**ACTIVITY**
Among the entries beneath this sentence, how many lines include the word "EditAction"? Only the number is wanted.

**MATERIAL PROVIDED**
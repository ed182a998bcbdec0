// ==========================================
// 排班草案引擎 - 协同编辑领域模型
// ==========================================
// 职责: 在线状态、编辑锁、编辑冲突
// 红线: 全部为会话级临时状态,可仅凭在线客户端重建,不做持久化
// ==========================================

use crate::domain::edit_action::{Actor, EditAction};
use crate::domain::types::{EditorActivity, ResourceType};
use chrono::{DateTime, Utc};
use serde::{Deserialize, Serialize};
use std::fmt;

// ==========================================
// LockResource - 锁资源键
// ==========================================
#[derive(Debug, Clone, PartialEq, Eq, Hash, PartialOrd, Ord, Serialize, Deserialize)]
pub struct LockResource {
    pub resource_type: ResourceType,
    pub resource_id: String,
}

impl LockResource {
    pub fn shift(shift_id: impl Into<String>) -> Self {
        Self {
            resource_type: ResourceType::Shift,
            resource_id: shift_id.into(),
        }
    }
}

impl fmt::Display for LockResource {
    fn fmt(&self, f: &mut fmt::Formatter<'_>) -> fmt::Result {
        write!(f, "{}:{}", self.resource_type, self.resource_id)
    }
}

// ==========================================
// EditLock - 编辑锁
// ==========================================
#[derive(Debug, Clone, PartialEq, Serialize, Deserialize)]
pub struct EditLock {
    pub resource: LockResource,
    pub holder: Actor,
    pub acquired_at: DateTime<Utc>,
}

// ==========================================
// PresenceInfo - 在线状态广播
// ==========================================
#[derive(Debug, Clone, PartialEq, Serialize, Deserialize)]
pub struct PresenceInfo {
    pub editor: Actor,
    pub activity: EditorActivity,
    pub draft_id: Option<String>,
    pub shift_id: Option<String>,
}

// ==========================================
// ConflictResolution - 冲突裁决
// ==========================================
#[derive(Debug, Clone, Copy, PartialEq, Eq, Hash, Serialize, Deserialize)]
#[serde(rename_all = "snake_case")]
pub enum ConflictResolution {
    AcceptEdit1, // 保留先到的编辑
    AcceptEdit2, // 保留后到的编辑
    Merge,       // 两者都保留
}

impl ConflictResolution {
    pub fn as_str(&self) -> &'static str {
        match self {
            ConflictResolution::AcceptEdit1 => "accept_edit1",
            ConflictResolution::AcceptEdit2 => "accept_edit2",
            ConflictResolution::Merge => "merge",
        }
    }

    pub fn from_str(s: &str) -> Option<Self> {
        match s {
            "accept_edit1" => Some(ConflictResolution::AcceptEdit1),
            "accept_edit2" => Some(ConflictResolution::AcceptEdit2),
            "merge" => Some(ConflictResolution::Merge),
            _ => None,
        }
    }
}

// ==========================================
// EditConflict - 并发编辑冲突
// ==========================================
#[derive(Debug, Clone, PartialEq, Serialize, Deserialize)]
pub struct EditConflict {
    pub conflict_id: String,
    pub resource: LockResource,
    pub edit1: EditAction, // 先到
    pub edit2: EditAction, // 后到
    pub detected_at: DateTime<Utc>,
}

impl EditConflict {
    /// 按裁决结果返回被拒绝的编辑
    pub fn rejected_edits(&self, resolution: ConflictResolution) -> Vec<&EditAction> {
        match resolution {
            ConflictResolution::AcceptEdit1 => vec![&self.edit2],
            ConflictResolution::AcceptEdit2 => vec![&self.edit1],
            ConflictResolution::Merge => Vec::new(),
        }
    }

    /// 冲突摘要 (两侧编辑描述)
    pub fn summary(&self) -> String {
        format!(
            "{} 上的并发编辑: [1] {} / [2] {}",
            self.resource, self.edit1.description, self.edit2.description
        )
    }
}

**WORKED SOLUTION**
4